Memories of Revere Beach
Dear Editor:
Her porcelain face and pink stained cheeks a fixture on my dresser—Betty. Her spidery dark lashes awning her blue glass eyes one stuck, half shut. Her new gown is lovely.
Mom’s friend made it, replacing the tired tea-stained one she’d worn for years.
The charred remains of the Cyclone disappeared a few years ago—the last of it all.
The past, both the beaches and theirs, is but an imprint, except for Betty—she was there.
I don’t remember that beach, the one with rides, games, and Betty’s. Mom and Dad do. It’s that beach; Dad let Mom win at ball toss, the game he worked—she won Betty, and he won her.
Hundreds of rising tides, sunrises, and sunsets pass; things change—they do.

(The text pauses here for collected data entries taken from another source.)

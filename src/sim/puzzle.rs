//! Puzzle elements: pressure buttons, the gates they drive, crate pushing and
//! object spawners.
//!
//! Button and gate state is recomputed from body positions every tick, never
//! latched, so a gate can only stay open while something keeps its button down.

use glam::Vec2;

use super::geom::Rect;
use super::state::{Body, Character, Crate, GameEvent, Platform, SimContext, particle_color};
use crate::level::{CrateKind, PlatformKind};
use crate::tuning::Tuning;

/// Feet resting within the tolerance band of the button's top face.
///
/// Only the top face counts, so a body brushing a tall button's side does not press it.
pub fn presses(body: &Body, button: &Rect, tolerance: f32) -> bool {
    let feet_y = body.rect().bottom();
    body.rect().spans_x(button)
        && feet_y >= button.top() - tolerance
        && feet_y <= button.top() + tolerance
}

/// Recompute every button's pressed flag from scratch
pub fn update_buttons(ctx: &mut SimContext) {
    let tolerance = ctx.tuning.button_tolerance;
    let bodies: Vec<Body> = [ctx.guide.body, ctx.companion.body]
        .into_iter()
        .chain(ctx.crates.iter().map(|c| c.body))
        .collect();

    for button in &mut ctx.buttons {
        let pressed = bodies.iter().any(|b| presses(b, &button.rect, tolerance));
        if pressed != button.pressed {
            log::debug!("Button {} {}", button.id, if pressed { "pressed" } else { "released" });
        }
        button.pressed = pressed;
    }
}

/// Drive each targeted gate's open flag from the OR of its buttons
pub fn update_gates(ctx: &mut SimContext) {
    for platform in ctx.platforms.iter_mut() {
        if platform.kind != PlatformKind::Gate {
            continue;
        }
        let Some(gate_id) = platform.gate_id else {
            continue;
        };
        let mut targeted = false;
        let mut open = false;
        for button in ctx.buttons.iter().filter(|b| b.target_gate == Some(gate_id)) {
            targeted = true;
            open |= button.pressed;
        }
        // Gates no button controls keep their authored state
        if targeted {
            platform.open = open;
        }
    }
}

/// Whether a spawner's controlling buttons (if any) allow it to produce
fn spawner_enabled(ctx: &SimContext, spawner_id: u32) -> bool {
    let mut gated = false;
    for button in ctx.buttons.iter().filter(|b| b.target_spawner == Some(spawner_id)) {
        if button.pressed {
            return true;
        }
        gated = true;
    }
    !gated
}

/// Tick spawner cooldowns and create crates where allowed
pub fn update_spawners(ctx: &mut SimContext) {
    for i in 0..ctx.spawners.len() {
        let spawner = &mut ctx.spawners[i];
        spawner.cooldown = spawner.cooldown.saturating_sub(1);
        if spawner.cooldown > 0 {
            continue;
        }
        let (id, pos, item) = (spawner.id, spawner.pos, spawner.item);

        if !spawner_enabled(ctx, id) {
            continue;
        }
        let radius = ctx.tuning.spawner_dedup_radius;
        let crowded = ctx
            .crates
            .iter()
            .any(|c| c.kind == item && c.body.center().distance(pos) < radius);
        if crowded {
            continue;
        }

        let crate_id = ctx.next_entity_id();
        let size = ctx.tuning.crate_size;
        ctx.crates.push(Crate {
            id: crate_id,
            kind: item,
            body: Body::new(pos - size * 0.5, size),
        });
        ctx.spawners[i].cooldown = ctx.tuning.spawner_cooldown;
        ctx.burst(pos, 6, particle_color::SPAWN);
        ctx.emit(GameEvent::CrateSpawned { id: crate_id });
        log::debug!("Spawner {} produced {:?} crate {}", id, item, crate_id);
    }
}

/// Whether `rect` overlaps any terrain a crate cannot be shoved into
fn blocked(rect: &Rect, platforms: &[Platform]) -> bool {
    platforms
        .iter()
        .filter(|p| p.is_solid())
        .any(|p| rect.intersects(&p.rect))
}

/// Resolve one character against one crate: a sideways shove or a landing on top
pub fn push_crate(
    pusher: &mut Character,
    crate_: &mut Crate,
    platforms: &[Platform],
    tuning: &Tuning,
) {
    let Some(overlap) = pusher.body.rect().overlap(&crate_.body.rect()) else {
        return;
    };

    if overlap.x < overlap.y && overlap.y > tuning.push_min_vertical_overlap {
        let dir = if crate_.body.center().x >= pusher.body.center().x {
            1.0
        } else {
            -1.0
        };
        let shove = Vec2::new(dir * overlap.x, 0.0);
        crate_.body.pos += shove;

        if blocked(&crate_.body.rect(), platforms) {
            crate_.body.pos -= shove;
            pusher.body.pos -= shove;
            pusher.body.vel.x = 0.0;
            crate_.body.vel.x = 0.0;
            return;
        }
        crate_.body.vel.x = match crate_.kind {
            CrateKind::Bomb => pusher.body.vel.x,
            CrateKind::Wood => 0.0,
        };
    } else if pusher.body.vel.y >= 0.0 && pusher.body.center().y < crate_.body.center().y {
        pusher.body.rest_on(crate_.body.rect().top());
    }
}

/// Let both characters push or stand on every crate
pub fn push_crates(ctx: &mut SimContext) {
    let SimContext {
        guide,
        companion,
        crates,
        platforms,
        tuning,
        ..
    } = ctx;
    for character in [guide, companion] {
        for crate_ in crates.iter_mut() {
            push_crate(character, crate_, platforms.as_slice(), &*tuning);
        }
    }
}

The waves wash away the footprints of old, and they disappear in the sand. New ones come for the experience of salty air and calls of gulls. The sands of the little silver moon.
On the porch across from the wall, I sit, waiting for my turn. With heart and hair ready to sit with them—the ones on the other side.
They came in every color, the cars, supped up and bass booming, on display for the parade.
Gold chains and hoops, with hair to the heavens, they marched, the new Betty’s—to attract, to matter, for all to see.
I understood. I soon marched with them—sharp and cool.
Changing faces and changing moons, the tide washed it away. The Betty’s; parades, games, and rides. New Betty’s, new people—time.
The first swim of the season is always icy and cold. Mom walks down the sand to the water she visits every year. Dad’s path washed away in the waves. Betty’s eyes stay closed now. Her new dress—stained and tired like her.
A sea of new faces comes to the sea that’s ours until the waves wash us away: all to enjoy the experience of the crescent sandy shores–our little silver moon.